| WORK ITEM |
Repeat the listing that follows exactly, please.
DATA RECORDS: Begin
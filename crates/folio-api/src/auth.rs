//! Bearer token authentication.
//!
//! [`bearer_gate`] runs on every request and tags it with an
//! [`Authentication`] flag:
//!
//! | `Authorization` header | Outcome |
//! |------------------------|---------|
//! | absent | guest, request continues |
//! | malformed | 401 |
//! | `Bearer <token>`, token unknown or expired | 401 |
//! | `Bearer <token>`, token live | authenticated, request continues |
//!
//! [`require_authenticated`] then guards individual routes.

use std::convert::Infallible;

use axum::{
    extract::{FromRequestParts, Request, State},
    http::{header::AUTHORIZATION, request::Parts, HeaderValue},
    middleware::Next,
    response::{IntoResponse, Response},
};

use crate::error::ApiError;
use crate::state::AuthState;

/// Per-request authentication flag set by [`bearer_gate`].
#[derive(Debug, Clone, Copy, PartialEq, Eq)]
pub enum Authentication {
    /// No credentials were presented.
    Guest,
    /// A live API key was presented.
    Authenticated,
}

impl Authentication {
    /// Returns `true` for [`Authentication::Authenticated`].
    #[must_use]
    pub const fn is_authenticated(self) -> bool {
        matches!(self, Self::Authenticated)
    }
}

/// Axum extractor for the authentication flag.
///
/// Requests that did not pass through [`bearer_gate`] count as guests.
///
/// ```ignore
/// async fn handler(auth: Authentication) -> impl IntoResponse {
///     if auth.is_authenticated() { /* ... */ }
/// }
/// ```
impl<S> FromRequestParts<S> for Authentication
where
    S: Send + Sync,
{
    type Rejection = Infallible;

    async fn from_request_parts(parts: &mut Parts, _state: &S) -> Result<Self, Self::Rejection> {
        Ok(parts
            .extensions
            .get::<Self>()
            .copied()
            .unwrap_or(Self::Guest))
    }
}

/// Middleware that checks bearer tokens against the key cache.
pub async fn bearer_gate(
    State(state): State<AuthState>,
    mut request: Request,
    next: Next,
) -> Response {
    let flag = match request.headers().get(AUTHORIZATION) {
        None => Authentication::Guest,
        Some(value) => {
            let Some(token) = extract_bearer_token(value) else {
                tracing::debug!("malformed Authorization header");
                return ApiError::Unauthorized.into_response();
            };
            if !state.cache().contains(token) {
                tracing::debug!("unknown or expired API key");
                return ApiError::Unauthorized.into_response();
            }
            Authentication::Authenticated
        }
    };

    request.extensions_mut().insert(flag);
    next.run(request).await
}

/// Splits `scheme SP token` on the first space.
///
/// The scheme must be `Bearer` in any case; the token must be non-empty
/// and contain no further whitespace.
fn extract_bearer_token(value: &HeaderValue) -> Option<&str> {
    let (scheme, token) = value.to_str().ok()?.split_once(' ')?;
    if !scheme.eq_ignore_ascii_case("Bearer")
        || token.is_empty()
        || token.contains(char::is_whitespace)
    {
        return None;
    }
    Some(token)
}

/// Route guard that rejects anything but authenticated requests.
///
/// ```ignore
/// let router = Router::new()
///     .route("/pages", post(create_page))
///     .route_layer(middleware::from_fn(require_authenticated));
/// ```
pub async fn require_authenticated(request: Request, next: Next) -> Response {
    match request.extensions().get::<Authentication>() {
        Some(Authentication::Authenticated) => next.run(request).await,
        _ => ApiError::Unauthorized.into_response(),
    }
}

#[cfg(test)]
mod tests {
    use super::*;
    use std::sync::Arc;
    use std::time::Duration;

    use axum::{body::Body, http::StatusCode, middleware, routing::get, Router};
    use folio_auth::{KeyIssuer, OtpLogin, SecretStore, TotpConfig};
    use folio_cache::InMemoryKeyCache;
    use folio_storage::InMemorySecretProvider;
    use tower::ServiceExt;

    fn state() -> AuthState {
        let store = SecretStore::new(
            Arc::new(InMemorySecretProvider::with_secret("MZXW6YTB")),
            "folio",
            TotpConfig::default(),
        );
        let cache = Arc::new(InMemoryKeyCache::new(Duration::from_secs(3600)));
        AuthState::new(OtpLogin::new(store, KeyIssuer::new(cache, 8)))
    }

    fn app(state: AuthState) -> Router {
        let protected = Router::new()
            .route("/protected", get(|| async { "secret" }))
            .route_layer(middleware::from_fn(require_authenticated));

        Router::new()
            .route(
                "/whoami",
                get(|auth: Authentication| async move { format!("{auth:?}") }),
            )
            .merge(protected)
            .layer(middleware::from_fn_with_state(state, bearer_gate))
    }

    async fn call(app: Router, uri: &str, authorization: Option<&str>) -> (StatusCode, String) {
        let mut request = axum::http::Request::builder().uri(uri);
        if let Some(value) = authorization {
            request = request.header(AUTHORIZATION, value);
        }
        let response = app
            .oneshot(request.body(Body::empty()).unwrap())
            .await
            .unwrap();
        let status = response.status();
        let body = axum::body::to_bytes(response.into_body(), usize::MAX)
            .await
            .unwrap();
        (status, String::from_utf8(body.to_vec()).unwrap())
    }

    #[tokio::test]
    async fn no_header_is_guest() {
        let (status, body) = call(app(state()), "/whoami", None).await;
        assert_eq!(status, StatusCode::OK);
        assert_eq!(body, "Guest");
    }

    #[tokio::test]
    async fn unknown_token_is_rejected() {
        let (status, _) = call(app(state()), "/whoami", Some("Bearer bogus")).await;
        assert_eq!(status, StatusCode::UNAUTHORIZED);
    }

    #[tokio::test]
    async fn issued_token_is_authenticated() {
        let state = state();
        let key = state.login.issuer().issue_key().unwrap();

        let (status, body) = call(app(state), "/whoami", Some(&format!("Bearer {key}"))).await;
        assert_eq!(status, StatusCode::OK);
        assert_eq!(body, "Authenticated");
    }

    #[tokio::test]
    async fn scheme_is_case_insensitive() {
        let state = state();
        let key = state.login.issuer().issue_key().unwrap();

        let (status, _) = call(app(state), "/whoami", Some(&format!("bearer {key}"))).await;
        assert_eq!(status, StatusCode::OK);
    }

    #[tokio::test]
    async fn malformed_headers_are_rejected() {
        let state = state();
        let key = state.login.issuer().issue_key().unwrap();

        for header in [
            key.clone(),
            "Bearer".to_string(),
            "Bearer ".to_string(),
            format!("Basic {key}"),
            format!("Bearer {key} extra"),
            format!("Bearer  {key}"),
        ] {
            let (status, _) = call(app(state.clone()), "/whoami", Some(&header)).await;
            assert_eq!(status, StatusCode::UNAUTHORIZED, "{header:?}");
        }
    }

    #[tokio::test]
    async fn expired_token_is_rejected() {
        let store = SecretStore::new(
            Arc::new(InMemorySecretProvider::new()),
            "folio",
            TotpConfig::default(),
        );
        let cache = Arc::new(InMemoryKeyCache::new(Duration::from_millis(5)));
        let state = AuthState::new(OtpLogin::new(store, KeyIssuer::new(cache, 8)));
        let key = state.login.issuer().issue_key().unwrap();

        tokio::time::sleep(Duration::from_millis(20)).await;
        let (status, _) = call(app(state), "/whoami", Some(&format!("Bearer {key}"))).await;
        assert_eq!(status, StatusCode::UNAUTHORIZED);
    }

    #[tokio::test]
    async fn guard_rejects_guests() {
        let (status, _) = call(app(state()), "/protected", None).await;
        assert_eq!(status, StatusCode::UNAUTHORIZED);
    }

    #[tokio::test]
    async fn guard_admits_authenticated() {
        let state = state();
        let key = state.login.issuer().issue_key().unwrap();

        let (status, body) = call(app(state), "/protected", Some(&format!("Bearer {key}"))).await;
        assert_eq!(status, StatusCode::OK);
        assert_eq!(body, "secret");
    }

    #[tokio::test]
    async fn guard_without_gate_rejects() {
        let app = Router::new()
            .route("/protected", get(|| async { "secret" }))
            .route_layer(middleware::from_fn(require_authenticated));

        let (status, _) = call(app, "/protected", None).await;
        assert_eq!(status, StatusCode::UNAUTHORIZED);
    }
}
DATA RECORDS: End
| TASK RESULT |
filename crates/folio-api/src/auth.rs
//! Bearer token authentication.
//!
//! [`bearer_gate`] runs on every request and tags it with an
//! [`Authentication`] flag:
//!
//! | `Authorization` header | Outcome |
//! |------------------------|---------|
//! | absent | guest, request continues |
//! | malformed | 401 |
//! | `Bearer <token>`, token unknown or expired | 401 |
//! | `Bearer <token>`, token live | authenticated, request continues |
//!
//! [`require_authenticated`] then guards individual routes.

use std::convert::Infallible;

use axum::{
    extract::{FromRequestParts, Request, State},
    http::{header::AUTHORIZATION, request::Parts, HeaderValue},
    middleware::Next,
    response::{IntoResponse, Response},
};

use crate::error::ApiError;
use crate::state::AuthState;

/// Per-request authentication flag set by [`bearer_gate`].
#[derive(Debug, Clone, Copy, PartialEq, Eq)]
pub enum Authentication {
    /// No credentials were presented.
    Guest,
    /// A live API key was presented.
    Authenticated,
}

impl Authentication {
    /// Returns `true` for [`Authentication::Authenticated`].
    #[must_use]
    pub const fn is_authenticated(self) -> bool {
        matches!(self, Self::Authenticated)
    }
}

/// Axum extractor for the authentication flag.
///
/// Requests that did not pass through [`bearer_gate`] count as guests.
///
/// ```ignore
/// async fn handler(auth: Authentication) -> impl IntoResponse {
///     if auth.is_authenticated() { /* ... */ }
/// }
/// ```
impl<S> FromRequestParts<S> for Authentication
where
    S: Send + Sync,
{
    type Rejection = Infallible;

    async fn from_request_parts(parts: &mut Parts, _state: &S) -> Result<Self, Self::Rejection> {
        Ok(parts
            .extensions
            .get::<Self>()
            .copied()
            .unwrap_or(Self::Guest))
    }
}

/// Middleware that checks bearer tokens against the key cache.
pub async fn bearer_gate(
    State(state): State<AuthState>,
    mut request: Request,
    next: Next,
) -> Response {
    let flag = match request.headers().get(AUTHORIZATION) {
        None => Authentication::Guest,
        Some(value) => {
            let Some(token) = extract_bearer_token(value) else {
                tracing::debug!("malformed Authorization header");
                return ApiError::Unauthorized.into_response();
            };
            if !state.cache().contains(token) {
                tracing::debug!("unknown or expired API key");
                return ApiError::Unauthorized.into_response();
            }
            Authentication::Authenticated
        }
    };

    request.extensions_mut().insert(flag);
    next.run(request).await
}

/// Splits `scheme SP token` on the first space.
///
/// The scheme must be `Bearer` in any case; the token must be non-empty
/// and contain no further whitespace.
fn extract_bearer_token(value: &HeaderValue) -> Option<&str> {
    let (scheme, token) = value.to_str().ok()?.split_once(' ')?;
    if !scheme.eq_ignore_ascii_case("Bearer")
        || token.is_empty()
        || token.contains(char::is_whitespace)
    {
        return None;
    }
    Some(token)
}

/// Route guard that rejects anything but authenticated requests.
///
/// ```ignore
/// let router = Router::new()
///     .route("/pages", post(create_page))
///     .route_layer(middleware::from_fn(require_authenticated));
/// ```
pub async fn require_authenticated(request: Request, next: Next) -> Response {
    match request.extensions().get::<Authentication>() {
        Some(Authentication::Authenticated) => next.run(request).await,
        _ => ApiError::Unauthorized.into_response(),
    }
}

#[cfg(test)]
mod tests {
    use super::*;
    use std::sync::Arc;
    use std::time::Duration;

    use axum::{body::Body, http::StatusCode, middleware, routing::get, Router};
    use folio_auth::{KeyIssuer, OtpLogin, SecretStore, TotpConfig};
    use folio_cache::InMemoryKeyCache;
    use folio_storage::InMemorySecretProvider;
    use tower::ServiceExt;

    fn state() -> AuthState {
        let store = SecretStore::new(
            Arc::new(InMemorySecretProvider::with_secret("MZXW6YTB")),
            "folio",
            TotpConfig::default(),
        );
        let cache = Arc::new(InMemoryKeyCache::new(Duration::from_secs(3600)));
        AuthState::new(OtpLogin::new(store, KeyIssuer::new(cache, 8)))
    }

    fn app(state: AuthState) -> Router {
        let protected = Router::new()
            .route("/protected", get(|| async { "secret" }))
            .route_layer(middleware::from_fn(require_authenticated));

        Router::new()
            .route(
                "/whoami",
                get(|auth: Authentication| async move { format!("{auth:?}") }),
            )
            .merge(protected)
            .layer(middleware::from_fn_with_state(state, bearer_gate))
    }

    async fn call(app: Router, uri: &str, authorization: Option<&str>) -> (StatusCode, String) {
        let mut request = axum::http::Request::builder().uri(uri);
        if let Some(value) = authorization {
            request = request.header(AUTHORIZATION, value);
        }
        let response = app
            .oneshot(request.body(Body::empty()).unwrap())
            .await
            .unwrap();
        let status = response.status();
        let body = axum::body::to_bytes(response.into_body(), usize::MAX)
            .await
            .unwrap();
        (status, String::from_utf8(body.to_vec()).unwrap())
    }

    #[tokio::test]
    async fn no_header_is_guest() {
        let (status, body) = call(app(state()), "/whoami", None).await;
        assert_eq!(status, StatusCode::OK);
        assert_eq!(body, "Guest");
    }

    #[tokio::test]
    async fn unknown_token_is_rejected() {
        let (status, _) = call(app(state()), "/whoami", Some("Bearer bogus")).await;
        assert_eq!(status, StatusCode::UNAUTHORIZED);
    }

    #[tokio::test]
    async fn issued_token_is_authenticated() {
        let state = state();
        let key = state.login.issuer().issue_key().unwrap();

        let (status, body) = call(app(state), "/whoami", Some(&format!("Bearer {key}"))).await;
        assert_eq!(status, StatusCode::OK);
        assert_eq!(body, "Authenticated");
    }

    #[tokio::test]
    async fn scheme_is_case_insensitive() {
        let state = state();
        let key = state.login.issuer().issue_key().unwrap();

        let (status, _) = call(app(state), "/whoami", Some(&format!("bearer {key}"))).await;
        assert_eq!(status, StatusCode::OK);
    }

    #[tokio::test]
    async fn malformed_headers_are_rejected() {
        let state = state();
        let key = state.login.issuer().issue_key().unwrap();

        for header in [
            key.clone(),
            "Bearer".to_string(),
            "Bearer ".to_string(),
            format!("Basic {key}"),
            format!("Bearer {key} extra"),
            format!("Bearer  {key}"),
        ] {
            let (status, _) = call(app(state.clone()), "/whoami", Some(&header)).await;
            assert_eq!(status, StatusCode::UNAUTHORIZED, "{header:?}");
        }
    }

    #[tokio::test]
    async fn expired_token_is_rejected() {
        let store = SecretStore::new(
            Arc::new(InMemorySecretProvider::new()),
            "folio",
            TotpConfig::default(),
        );
        let cache = Arc::new(InMemoryKeyCache::new(Duration::from_millis(5)));
        let state = AuthState::new(OtpLogin::new(store, KeyIssuer::new(cache, 8)));
        let key = state.login.issuer().issue_key().unwrap();

        tokio::time::sleep(Duration::from_millis(20)).await;
        let (status, _) = call(app(state), "/whoami", Some(&format!("Bearer {key}"))).await;
        assert_eq!(status, StatusCode::UNAUTHORIZED);
    }

    #[tokio::test]
    async fn guard_rejects_guests() {
        let (status, _) = call(app(state()), "/protected", None).await;
        assert_eq!(status, StatusCode::UNAUTHORIZED);
    }

    #[tokio::test]
    async fn guard_admits_authenticated() {
        let state = state();
        let key = state.login.issuer().issue_key().unwrap();

        let (status, body) = call(app(state), "/protected", Some(&format!("Bearer {key}"))).await;
        assert_eq!(status, StatusCode::OK);
        assert_eq!(body, "secret");
    }

    #[tokio::test]
    async fn guard_without_gate_rejects() {
        let app = Router::new()
            .route("/protected", get(|| async { "secret" }))
            .route_layer(middleware::from_fn(require_authenticated));

        let (status, _) = call(app, "/protected", None).await;
        assert_eq!(status, StatusCode::UNAUTHORIZED);
    }
}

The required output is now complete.